[[ Available data, beginning ]]

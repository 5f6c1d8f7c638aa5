//! Called/calling party addresses (ITU-T Q.713 §3.4)
//!
//! ```text
//!  bit   8        7         6 5 4 3     2     1
//!      national routing     GTI        SSN    PC
//!      use      indicator              ind.   ind.
//! ```
//!
//! The indicator octet is followed by the point code (14 bits, LSB first),
//! the subsystem number and the global title, each only when announced.

use bytes::{BufMut, BytesMut};
use serde::{Deserialize, Serialize};

use crate::bcd::{digits_to_swapped_bytes, DEFAULT_FILLER};
use crate::error::Error;
use crate::Result;

const IND_POINT_CODE: u8 = 0x01;
const IND_SSN: u8 = 0x02;
const IND_ROUTE_ON_SSN: u8 = 0x40;
const IND_NATIONAL: u8 = 0x80;

/// Largest ITU point code
pub const MAX_POINT_CODE: u16 = 0x3FFF;

/// BCD, odd number of digits
pub const ENCODING_SCHEME_BCD_ODD: u8 = 1;
/// BCD, even number of digits
pub const ENCODING_SCHEME_BCD_EVEN: u8 = 2;

/// E.164 numbering plan
pub const NUMBERING_PLAN_E164: u8 = 1;
/// International number
pub const NAI_INTERNATIONAL: u8 = 4;

/// Pick the BCD encoding scheme for a digit string
pub fn encoding_scheme_for(digits: &str) -> u8 {
    if digits.chars().count() % 2 == 1 {
        ENCODING_SCHEME_BCD_ODD
    } else {
        ENCODING_SCHEME_BCD_EVEN
    }
}

/// Whether routing uses the global title or the point code + SSN
#[derive(Debug, Clone, Copy, PartialEq, Eq, Default, Serialize, Deserialize)]
#[serde(rename_all = "kebab-case")]
pub enum RoutingIndicator {
    #[default]
    RouteOnGt,
    RouteOnSsn,
}

/// Global title variants by global title indicator
#[derive(Debug, Clone, PartialEq, Eq)]
pub enum GlobalTitle {
    /// GTI 1: nature of address only
    NatureOfAddress { nai: u8, digits: String },
    /// GTI 2: translation type only
    TranslationType { tt: u8, digits: String },
    /// GTI 3: translation type, numbering plan and encoding scheme
    TranslationNumbering { tt: u8, np: u8, es: u8, digits: String },
    /// GTI 4: translation type, numbering plan, encoding scheme and nature of address
    Full {
        tt: u8,
        np: u8,
        es: u8,
        nai: u8,
        digits: String,
    },
}

impl GlobalTitle {
    /// International E.164 number, translation type 0
    pub fn e164(digits: impl Into<String>) -> Self {
        let digits = digits.into();
        GlobalTitle::Full {
            tt: 0,
            np: NUMBERING_PLAN_E164,
            es: encoding_scheme_for(&digits),
            nai: NAI_INTERNATIONAL,
            digits,
        }
    }

    /// Global title indicator value
    pub fn indicator(&self) -> u8 {
        match self {
            GlobalTitle::NatureOfAddress { .. } => 1,
            GlobalTitle::TranslationType { .. } => 2,
            GlobalTitle::TranslationNumbering { .. } => 3,
            GlobalTitle::Full { .. } => 4,
        }
    }

    pub fn digits(&self) -> &str {
        match self {
            GlobalTitle::NatureOfAddress { digits, .. }
            | GlobalTitle::TranslationType { digits, .. }
            | GlobalTitle::TranslationNumbering { digits, .. }
            | GlobalTitle::Full { digits, .. } => digits,
        }
    }

    fn serialize(&self, buf: &mut BytesMut) -> Result<()> {
        let digits = self.digits();
        match self {
            GlobalTitle::NatureOfAddress { nai, .. } => {
                check_field("nature of address", *nai, 0x7F)?;
                let odd = if digits.len() % 2 == 1 { 0x80 } else { 0x00 };
                buf.put_u8(odd | (*nai & 0x7F));
            }
            GlobalTitle::TranslationType { tt, .. } => {
                // no odd/even flag, the filler nibble would be ambiguous
                let count = digits.chars().count();
                if count % 2 == 1 {
                    return Err(Error::OddDigitCount { gti: 2, digits: count });
                }
                buf.put_u8(*tt);
            }
            GlobalTitle::TranslationNumbering { tt, np, es, .. } => {
                check_field("numbering plan", *np, 0x0F)?;
                check_encoding_scheme(*es, digits)?;
                buf.put_u8(*tt);
                buf.put_u8((*np << 4) | (*es & 0x0F));
            }
            GlobalTitle::Full { tt, np, es, nai, .. } => {
                check_field("numbering plan", *np, 0x0F)?;
                check_field("nature of address", *nai, 0x7F)?;
                check_encoding_scheme(*es, digits)?;
                buf.put_u8(*tt);
                buf.put_u8((*np << 4) | (*es & 0x0F));
                buf.put_u8(*nai & 0x7F);
            }
        }
        buf.put_slice(&digits_to_swapped_bytes(digits, DEFAULT_FILLER)?);
        Ok(())
    }
}

fn check_encoding_scheme(es: u8, digits: &str) -> Result<()> {
    let count = digits.chars().count();
    let mismatch = match es {
        ENCODING_SCHEME_BCD_ODD => count % 2 == 0,
        ENCODING_SCHEME_BCD_EVEN => count % 2 == 1,
        // digits are always packed as BCD
        _ => true,
    };
    if mismatch {
        return Err(Error::EncodingSchemeMismatch { scheme: es, digits: count });
    }
    Ok(())
}

fn check_field(field: &'static str, value: u8, max: u8) -> Result<()> {
    if value > max {
        return Err(Error::FieldOutOfRange { field, value, max });
    }
    Ok(())
}

/// SCCP party address
#[derive(Debug, Clone, PartialEq, Eq, Default)]
pub struct RoutingAddress {
    pub routing_indicator: RoutingIndicator,
    pub national: bool,
    pub point_code: Option<u16>,
    pub subsystem_number: Option<u8>,
    pub global_title: Option<GlobalTitle>,
}

impl RoutingAddress {
    /// Address routed on global title with a subsystem number
    pub fn global_title(ssn: u8, global_title: GlobalTitle) -> Self {
        Self {
            subsystem_number: Some(ssn),
            global_title: Some(global_title),
            ..Default::default()
        }
    }

    /// Address routed on point code and subsystem number
    pub fn point_code_ssn(point_code: u16, ssn: u8) -> Self {
        Self {
            routing_indicator: RoutingIndicator::RouteOnSsn,
            point_code: Some(point_code),
            subsystem_number: Some(ssn),
            ..Default::default()
        }
    }

    /// Build an address from a raw address indicator octet
    ///
    /// The indicator decides which of the remaining fields are used; fields
    /// it does not announce are ignored. `0x12`, for example, announces an
    /// SSN and a GTI 4 global title routed on GT.
    pub fn from_indicator(
        indicator: u8,
        point_code: u16,
        ssn: u8,
        tt: u8,
        np: u8,
        es: u8,
        nai: u8,
        digits: &str,
    ) -> Result<Self> {
        let digits = digits.to_string();
        let global_title = match (indicator >> 2) & 0x0F {
            0 => None,
            1 => Some(GlobalTitle::NatureOfAddress { nai, digits }),
            2 => Some(GlobalTitle::TranslationType { tt, digits }),
            3 => Some(GlobalTitle::TranslationNumbering { tt, np, es, digits }),
            4 => Some(GlobalTitle::Full {
                tt,
                np,
                es,
                nai,
                digits,
            }),
            other => return Err(Error::UnsupportedGlobalTitleIndicator(other)),
        };

        Ok(Self {
            routing_indicator: if indicator & IND_ROUTE_ON_SSN != 0 {
                RoutingIndicator::RouteOnSsn
            } else {
                RoutingIndicator::RouteOnGt
            },
            national: indicator & IND_NATIONAL != 0,
            point_code: (indicator & IND_POINT_CODE != 0).then_some(point_code),
            subsystem_number: (indicator & IND_SSN != 0).then_some(ssn),
            global_title,
        })
    }

    /// Address indicator octet
    pub fn indicator(&self) -> u8 {
        let mut ind = 0;
        if self.point_code.is_some() {
            ind |= IND_POINT_CODE;
        }
        if self.subsystem_number.is_some() {
            ind |= IND_SSN;
        }
        if let Some(gt) = &self.global_title {
            ind |= gt.indicator() << 2;
        }
        if self.routing_indicator == RoutingIndicator::RouteOnSsn {
            ind |= IND_ROUTE_ON_SSN;
        }
        if self.national {
            ind |= IND_NATIONAL;
        }
        ind
    }

    /// Serialize the address without its length octet
    pub fn serialize(&self, buf: &mut BytesMut) -> Result<()> {
        if self.point_code.is_none()
            && self.subsystem_number.is_none()
            && self.global_title.is_none()
        {
            return Err(Error::EmptyAddress);
        }

        buf.put_u8(self.indicator());
        if let Some(pc) = self.point_code {
            if pc > MAX_POINT_CODE {
                return Err(Error::PointCodeOutOfRange(pc));
            }
            buf.put_u16_le(pc);
        }
        if let Some(ssn) = self.subsystem_number {
            buf.put_u8(ssn);
        }
        if let Some(gt) = &self.global_title {
            gt.serialize(buf)?;
        }
        Ok(())
    }

    /// Serialized address bytes
    pub fn to_bytes(&self) -> Result<Vec<u8>> {
        let mut buf = BytesMut::new();
        self.serialize(&mut buf)?;
        Ok(buf.to_vec())
    }
}

#[cfg(test)]
mod tests {
    use super::*;

    #[test]
    fn test_gti4_address_from_indicator() {
        let addr = RoutingAddress::from_indicator(0x12, 0, 6, 0, 1, 2, 4, "817085004213").unwrap();
        assert_eq!(addr.point_code, None);
        assert_eq!(addr.subsystem_number, Some(6));
        assert_eq!(addr.routing_indicator, RoutingIndicator::RouteOnGt);
        assert_eq!(addr.indicator(), 0x12);

        assert_eq!(
            addr.to_bytes().unwrap(),
            vec![0x12, 0x06, 0x00, 0x12, 0x04, 0x18, 0x07, 0x58, 0x00, 0x24, 0x31]
        );
    }

    #[test]
    fn test_point_code_is_little_endian() {
        let addr = RoutingAddress::point_code_ssn(0x1234, 8);
        assert_eq!(addr.to_bytes().unwrap(), vec![0x43, 0x34, 0x12, 0x08]);
    }

    #[test]
    fn test_point_code_range() {
        let addr = RoutingAddress::point_code_ssn(0x4000, 8);
        assert_eq!(addr.to_bytes(), Err(Error::PointCodeOutOfRange(0x4000)));
    }

    #[test]
    fn test_gti1_sets_odd_flag() {
        let addr = RoutingAddress::from_indicator(0x06, 0, 7, 0, 0, 0, 4, "123").unwrap();
        assert_eq!(
            addr.to_bytes().unwrap(),
            vec![0x06, 0x07, 0x84, 0x21, 0x03]
        );
    }

    #[test]
    fn test_gti2_translation_type_only() {
        let addr = RoutingAddress::from_indicator(0x0A, 0, 7, 9, 0, 0, 0, "12").unwrap();
        assert_eq!(addr.to_bytes().unwrap(), vec![0x0A, 0x07, 0x09, 0x21]);
    }

    #[test]
    fn test_gti2_rejects_odd_digits() {
        let odd = RoutingAddress::from_indicator(0x0A, 0, 7, 9, 0, 0, 0, "1").unwrap();
        assert_eq!(odd.to_bytes(), Err(Error::OddDigitCount { gti: 2, digits: 1 }));

        let even = RoutingAddress::from_indicator(0x0A, 0, 7, 9, 0, 0, 0, "10").unwrap();
        assert_eq!(even.to_bytes().unwrap(), vec![0x0A, 0x07, 0x09, 0x01]);
    }

    #[test]
    fn test_non_bcd_encoding_scheme_rejected() {
        for digits in ["123", "1230"] {
            let addr = RoutingAddress::from_indicator(0x12, 0, 6, 0, 1, 0, 4, digits).unwrap();
            assert!(matches!(
                addr.to_bytes(),
                Err(Error::EncodingSchemeMismatch { scheme: 0, .. })
            ));
        }
        let gti3 = RoutingAddress::from_indicator(0x0E, 0, 6, 0, 1, 3, 0, "12").unwrap();
        assert!(gti3.to_bytes().is_err());
    }

    #[test]
    fn test_masked_fields_rejected() {
        let addr = RoutingAddress::from_indicator(0x12, 0, 6, 0, 0x11, 2, 4, "12").unwrap();
        assert_eq!(
            addr.to_bytes(),
            Err(Error::FieldOutOfRange {
                field: "numbering plan",
                value: 0x11,
                max: 0x0F
            })
        );

        let addr = RoutingAddress::from_indicator(0x06, 0, 6, 0, 0, 0, 0x84, "12").unwrap();
        assert!(matches!(
            addr.to_bytes(),
            Err(Error::FieldOutOfRange { field: "nature of address", .. })
        ));
    }

    #[test]
    fn test_encoding_scheme_must_match_digits() {
        let addr = RoutingAddress::from_indicator(0x12, 0, 6, 0, 1, 2, 4, "12345").unwrap();
        assert_eq!(
            addr.to_bytes(),
            Err(Error::EncodingSchemeMismatch { scheme: 2, digits: 5 })
        );
    }

    #[test]
    fn test_e164_picks_encoding_scheme() {
        match GlobalTitle::e164("12345") {
            GlobalTitle::Full { es, .. } => assert_eq!(es, ENCODING_SCHEME_BCD_ODD),
            other => panic!("unexpected {:?}", other),
        }
        match GlobalTitle::e164("1234") {
            GlobalTitle::Full { es, .. } => assert_eq!(es, ENCODING_SCHEME_BCD_EVEN),
            other => panic!("unexpected {:?}", other),
        }
    }

    #[test]
    fn test_unsupported_gti() {
        assert_eq!(
            RoutingAddress::from_indicator(0x16, 0, 6, 0, 1, 2, 4, "12"),
            Err(Error::UnsupportedGlobalTitleIndicator(5))
        );
    }

    #[test]
    fn test_empty_address() {
        assert_eq!(RoutingAddress::default().to_bytes(), Err(Error::EmptyAddress));
    }

    #[test]
    fn test_invalid_digit_surfaces() {
        let addr = RoutingAddress::global_title(6, GlobalTitle::e164("81708x"));
        assert!(matches!(addr.to_bytes(), Err(Error::InvalidDigit { digit: 'x', .. })));
    }
}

[[ Available data, end ]]

◆ **Exercise**
Scan the listing above and tally the lines that include the string "TranslationNumbering". Write the total and nothing more.

◆ **Written response**
5